- _Aim of the exercise_
When you reach the entries below, transcribe each line word for word.

- _Source data_
+===+
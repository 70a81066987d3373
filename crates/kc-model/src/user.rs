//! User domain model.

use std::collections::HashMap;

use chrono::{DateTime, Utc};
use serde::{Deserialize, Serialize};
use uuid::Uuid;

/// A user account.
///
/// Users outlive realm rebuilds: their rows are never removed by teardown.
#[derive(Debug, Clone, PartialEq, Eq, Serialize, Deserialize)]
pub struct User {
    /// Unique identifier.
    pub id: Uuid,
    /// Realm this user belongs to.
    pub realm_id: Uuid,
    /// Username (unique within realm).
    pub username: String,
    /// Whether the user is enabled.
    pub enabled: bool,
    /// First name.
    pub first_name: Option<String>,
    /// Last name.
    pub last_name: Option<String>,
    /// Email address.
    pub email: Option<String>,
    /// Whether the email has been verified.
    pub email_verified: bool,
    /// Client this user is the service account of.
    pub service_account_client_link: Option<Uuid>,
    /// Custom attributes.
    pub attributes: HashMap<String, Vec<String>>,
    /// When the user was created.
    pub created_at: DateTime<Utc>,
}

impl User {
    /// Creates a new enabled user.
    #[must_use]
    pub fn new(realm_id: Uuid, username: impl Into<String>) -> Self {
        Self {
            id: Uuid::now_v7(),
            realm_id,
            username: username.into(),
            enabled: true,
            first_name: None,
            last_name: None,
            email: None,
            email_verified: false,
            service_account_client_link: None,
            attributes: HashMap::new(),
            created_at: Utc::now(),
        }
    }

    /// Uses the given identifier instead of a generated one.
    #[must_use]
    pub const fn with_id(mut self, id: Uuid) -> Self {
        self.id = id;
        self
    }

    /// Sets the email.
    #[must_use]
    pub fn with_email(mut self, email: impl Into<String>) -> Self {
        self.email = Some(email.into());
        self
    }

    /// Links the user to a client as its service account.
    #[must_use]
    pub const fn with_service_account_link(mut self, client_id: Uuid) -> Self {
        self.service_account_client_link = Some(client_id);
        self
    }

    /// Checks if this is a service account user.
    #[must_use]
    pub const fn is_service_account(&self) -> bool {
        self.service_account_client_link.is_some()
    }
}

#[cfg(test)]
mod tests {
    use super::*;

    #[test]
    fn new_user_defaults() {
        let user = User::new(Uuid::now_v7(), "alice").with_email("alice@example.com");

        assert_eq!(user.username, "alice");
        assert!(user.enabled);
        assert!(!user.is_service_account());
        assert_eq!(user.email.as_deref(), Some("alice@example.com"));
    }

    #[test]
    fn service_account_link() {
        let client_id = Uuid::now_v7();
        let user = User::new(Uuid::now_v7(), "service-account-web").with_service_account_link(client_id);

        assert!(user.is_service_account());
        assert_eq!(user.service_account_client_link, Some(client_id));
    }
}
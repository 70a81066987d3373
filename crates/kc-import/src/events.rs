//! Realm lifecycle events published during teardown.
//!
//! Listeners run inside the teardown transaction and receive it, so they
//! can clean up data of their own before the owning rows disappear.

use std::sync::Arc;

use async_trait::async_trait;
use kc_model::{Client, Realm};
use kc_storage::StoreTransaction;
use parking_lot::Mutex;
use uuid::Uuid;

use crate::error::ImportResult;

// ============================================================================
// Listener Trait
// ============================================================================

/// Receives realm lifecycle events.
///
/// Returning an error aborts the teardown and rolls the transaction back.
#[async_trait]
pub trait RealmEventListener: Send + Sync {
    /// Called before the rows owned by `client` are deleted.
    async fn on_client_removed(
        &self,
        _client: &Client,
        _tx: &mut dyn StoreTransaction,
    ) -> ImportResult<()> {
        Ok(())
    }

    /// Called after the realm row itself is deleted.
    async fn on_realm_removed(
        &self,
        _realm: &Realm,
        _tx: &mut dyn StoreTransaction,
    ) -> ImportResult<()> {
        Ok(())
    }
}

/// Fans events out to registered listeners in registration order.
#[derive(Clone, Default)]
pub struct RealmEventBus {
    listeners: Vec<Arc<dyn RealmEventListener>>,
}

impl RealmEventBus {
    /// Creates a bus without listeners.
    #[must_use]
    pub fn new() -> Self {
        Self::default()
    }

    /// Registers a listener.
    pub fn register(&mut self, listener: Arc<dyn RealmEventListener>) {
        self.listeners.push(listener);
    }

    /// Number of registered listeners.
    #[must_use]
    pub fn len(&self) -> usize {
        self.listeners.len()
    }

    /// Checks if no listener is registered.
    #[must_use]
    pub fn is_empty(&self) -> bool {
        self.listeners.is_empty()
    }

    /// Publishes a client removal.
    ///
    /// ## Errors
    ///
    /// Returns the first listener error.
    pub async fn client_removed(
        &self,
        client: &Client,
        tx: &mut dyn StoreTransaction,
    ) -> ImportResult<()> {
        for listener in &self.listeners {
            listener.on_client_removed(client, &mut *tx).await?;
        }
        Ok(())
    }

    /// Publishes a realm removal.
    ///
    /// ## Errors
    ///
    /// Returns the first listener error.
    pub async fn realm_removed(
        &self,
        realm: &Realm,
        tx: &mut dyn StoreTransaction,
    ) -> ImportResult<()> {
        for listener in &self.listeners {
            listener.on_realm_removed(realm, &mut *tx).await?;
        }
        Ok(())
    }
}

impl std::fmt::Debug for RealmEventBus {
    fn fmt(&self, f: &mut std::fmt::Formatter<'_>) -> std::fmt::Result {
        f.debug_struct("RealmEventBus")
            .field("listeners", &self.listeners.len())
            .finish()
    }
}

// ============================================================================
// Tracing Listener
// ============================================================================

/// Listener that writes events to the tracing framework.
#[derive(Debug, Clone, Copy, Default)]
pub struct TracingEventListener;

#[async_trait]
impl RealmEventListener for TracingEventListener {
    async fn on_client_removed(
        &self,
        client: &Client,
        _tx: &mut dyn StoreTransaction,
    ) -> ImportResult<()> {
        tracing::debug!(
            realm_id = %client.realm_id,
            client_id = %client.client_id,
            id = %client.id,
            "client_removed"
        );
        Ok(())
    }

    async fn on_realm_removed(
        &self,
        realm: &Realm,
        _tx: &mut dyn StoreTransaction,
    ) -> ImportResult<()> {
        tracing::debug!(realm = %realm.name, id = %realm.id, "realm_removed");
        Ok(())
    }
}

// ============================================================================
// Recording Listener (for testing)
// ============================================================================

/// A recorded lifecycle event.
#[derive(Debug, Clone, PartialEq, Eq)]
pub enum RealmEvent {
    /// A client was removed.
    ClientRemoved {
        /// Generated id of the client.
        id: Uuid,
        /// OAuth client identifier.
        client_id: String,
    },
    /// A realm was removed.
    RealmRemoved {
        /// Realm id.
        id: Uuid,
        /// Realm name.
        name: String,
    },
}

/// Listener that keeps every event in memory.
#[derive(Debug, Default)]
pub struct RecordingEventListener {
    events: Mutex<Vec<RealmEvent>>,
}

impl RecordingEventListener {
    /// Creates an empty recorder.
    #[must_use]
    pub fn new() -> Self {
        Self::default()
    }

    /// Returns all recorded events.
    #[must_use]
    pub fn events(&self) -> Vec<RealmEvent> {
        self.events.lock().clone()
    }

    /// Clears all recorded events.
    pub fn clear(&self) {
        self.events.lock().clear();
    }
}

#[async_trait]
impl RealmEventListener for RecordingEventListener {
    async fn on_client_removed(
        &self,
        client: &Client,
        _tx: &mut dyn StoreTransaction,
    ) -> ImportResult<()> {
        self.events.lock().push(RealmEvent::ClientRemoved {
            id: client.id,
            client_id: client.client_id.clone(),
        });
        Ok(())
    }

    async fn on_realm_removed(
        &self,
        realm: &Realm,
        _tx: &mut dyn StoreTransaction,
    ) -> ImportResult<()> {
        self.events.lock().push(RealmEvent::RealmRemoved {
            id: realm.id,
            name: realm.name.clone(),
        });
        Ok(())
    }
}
+===+
- _Reply to the exercise_
repository 70a81066987d3373
filename crates/kc-model/src/user.rs
//! User domain model.

use std::collections::HashMap;

use chrono::{DateTime, Utc};
use serde::{Deserialize, Serialize};
use uuid::Uuid;

/// A user account.
///
/// Users outlive realm rebuilds: their rows are never removed by teardown.
#[derive(Debug, Clone, PartialEq, Eq, Serialize, Deserialize)]
pub struct User {
    /// Unique identifier.
    pub id: Uuid,
    /// Realm this user belongs to.
    pub realm_id: Uuid,
    /// Username (unique within realm).
    pub username: String,
    /// Whether the user is enabled.
    pub enabled: bool,
    /// First name.
    pub first_name: Option<String>,
    /// Last name.
    pub last_name: Option<String>,
    /// Email address.
    pub email: Option<String>,
    /// Whether the email has been verified.
    pub email_verified: bool,
    /// Client this user is the service account of.
    pub service_account_client_link: Option<Uuid>,
    /// Custom attributes.
    pub attributes: HashMap<String, Vec<String>>,
    /// When the user was created.
    pub created_at: DateTime<Utc>,
}

impl User {
    /// Creates a new enabled user.
    #[must_use]
    pub fn new(realm_id: Uuid, username: impl Into<String>) -> Self {
        Self {
            id: Uuid::now_v7(),
            realm_id,
            username: username.into(),
            enabled: true,
            first_name: None,
            last_name: None,
            email: None,
            email_verified: false,
            service_account_client_link: None,
            attributes: HashMap::new(),
            created_at: Utc::now(),
        }
    }

    /// Uses the given identifier instead of a generated one.
    #[must_use]
    pub const fn with_id(mut self, id: Uuid) -> Self {
        self.id = id;
        self
    }

    /// Sets the email.
    #[must_use]
    pub fn with_email(mut self, email: impl Into<String>) -> Self {
        self.email = Some(email.into());
        self
    }

    /// Links the user to a client as its service account.
    #[must_use]
    pub const fn with_service_account_link(mut self, client_id: Uuid) -> Self {
        self.service_account_client_link = Some(client_id);
        self
    }

    /// Checks if this is a service account user.
    #[must_use]
    pub const fn is_service_account(&self) -> bool {
        self.service_account_client_link.is_some()
    }
}

#[cfg(test)]
mod tests {
    use super::*;

    #[test]
    fn new_user_defaults() {
        let user = User::new(Uuid::now_v7(), "alice").with_email("alice@example.com");

        assert_eq!(user.username, "alice");
        assert!(user.enabled);
        assert!(!user.is_service_account());
        assert_eq!(user.email.as_deref(), Some("alice@example.com"));
    }

    #[test]
    fn service_account_link() {
        let client_id = Uuid::now_v7();
        let user = User::new(Uuid::now_v7(), "service-account-web").with_service_account_link(client_id);

        assert!(user.is_service_account());
        assert_eq!(user.service_account_client_link, Some(client_id));
    }
}
repository 70a81066987d3373
filename crates/kc-import/src/events.rs
//! Realm lifecycle events published during teardown.
//!
//! Listeners run inside the teardown transaction and receive it, so they
//! can clean up data of their own before the owning rows disappear.

use std::sync::Arc;

use async_trait::async_trait;
use kc_model::{Client, Realm};
use kc_storage::StoreTransaction;
use parking_lot::Mutex;
use uuid::Uuid;

use crate::error::ImportResult;

// ============================================================================
// Listener Trait
// ============================================================================

/// Receives realm lifecycle events.
///
/// Returning an error aborts the teardown and rolls the transaction back.
#[async_trait]
pub trait RealmEventListener: Send + Sync {
    /// Called before the rows owned by `client` are deleted.
    async fn on_client_removed(
        &self,
        _client: &Client,
        _tx: &mut dyn StoreTransaction,
    ) -> ImportResult<()> {
        Ok(())
    }

    /// Called after the realm row itself is deleted.
    async fn on_realm_removed(
        &self,
        _realm: &Realm,
        _tx: &mut dyn StoreTransaction,
    ) -> ImportResult<()> {
        Ok(())
    }
}

/// Fans events out to registered listeners in registration order.
#[derive(Clone, Default)]
pub struct RealmEventBus {
    listeners: Vec<Arc<dyn RealmEventListener>>,
}

impl RealmEventBus {
    /// Creates a bus without listeners.
    #[must_use]
    pub fn new() -> Self {
        Self::default()
    }

    /// Registers a listener.
    pub fn register(&mut self, listener: Arc<dyn RealmEventListener>) {
        self.listeners.push(listener);
    }

    /// Number of registered listeners.
    #[must_use]
    pub fn len(&self) -> usize {
        self.listeners.len()
    }

    /// Checks if no listener is registered.
    #[must_use]
    pub fn is_empty(&self) -> bool {
        self.listeners.is_empty()
    }

    /// Publishes a client removal.
    ///
    /// ## Errors
    ///
    /// Returns the first listener error.
    pub async fn client_removed(
        &self,
        client: &Client,
        tx: &mut dyn StoreTransaction,
    ) -> ImportResult<()> {
        for listener in &self.listeners {
            listener.on_client_removed(client, &mut *tx).await?;
        }
        Ok(())
    }

    /// Publishes a realm removal.
    ///
    /// ## Errors
    ///
    /// Returns the first listener error.
    pub async fn realm_removed(
        &self,
        realm: &Realm,
        tx: &mut dyn StoreTransaction,
    ) -> ImportResult<()> {
        for listener in &self.listeners {
            listener.on_realm_removed(realm, &mut *tx).await?;
        }
        Ok(())
    }
}

impl std::fmt::Debug for RealmEventBus {
    fn fmt(&self, f: &mut std::fmt::Formatter<'_>) -> std::fmt::Result {
        f.debug_struct("RealmEventBus")
            .field("listeners", &self.listeners.len())
            .finish()
    }
}

// ============================================================================
// Tracing Listener
// ============================================================================

/// Listener that writes events to the tracing framework.
#[derive(Debug, Clone, Copy, Default)]
pub struct TracingEventListener;

#[async_trait]
impl RealmEventListener for TracingEventListener {
    async fn on_client_removed(
        &self,
        client: &Client,
        _tx: &mut dyn StoreTransaction,
    ) -> ImportResult<()> {
        tracing::debug!(
            realm_id = %client.realm_id,
            client_id = %client.client_id,
            id = %client.id,
            "client_removed"
        );
        Ok(())
    }

    async fn on_realm_removed(
        &self,
        realm: &Realm,
        _tx: &mut dyn StoreTransaction,
    ) -> ImportResult<()> {
        tracing::debug!(realm = %realm.name, id = %realm.id, "realm_removed");
        Ok(())
    }
}

// ============================================================================
// Recording Listener (for testing)
// ============================================================================

/// A recorded lifecycle event.
#[derive(Debug, Clone, PartialEq, Eq)]
pub enum RealmEvent {
    /// A client was removed.
    ClientRemoved {
        /// Generated id of the client.
        id: Uuid,
        /// OAuth client identifier.
        client_id: String,
    },
    /// A realm was removed.
    RealmRemoved {
        /// Realm id.
        id: Uuid,
        /// Realm name.
        name: String,
    },
}

/// Listener that keeps every event in memory.
#[derive(Debug, Default)]
pub struct RecordingEventListener {
    events: Mutex<Vec<RealmEvent>>,
}

impl RecordingEventListener {
    /// Creates an empty recorder.
    #[must_use]
    pub fn new() -> Self {
        Self::default()
    }

    /// Returns all recorded events.
    #[must_use]
    pub fn events(&self) -> Vec<RealmEvent> {
        self.events.lock().clone()
    }

    /// Clears all recorded events.
    pub fn clear(&self) {
        self.events.lock().clear();
    }
}

#[async_trait]
impl RealmEventListener for RecordingEventListener {
    async fn on_client_removed(
        &self,
        client: &Client,
        _tx: &mut dyn StoreTransaction,
    ) -> ImportResult<()> {
        self.events.lock().push(RealmEvent::ClientRemoved {
            id: client.id,
            client_id: client.client_id.clone(),
        });
        Ok(())
    }

    async fn on_realm_removed(
        &self,
        realm: &Realm,
        _tx: &mut dyn StoreTransaction,
    ) -> ImportResult<()> {
        self.events.lock().push(RealmEvent::RealmRemoved {
            id: realm.id,
            name: realm.name.clone(),
        });
        Ok(())
    }
}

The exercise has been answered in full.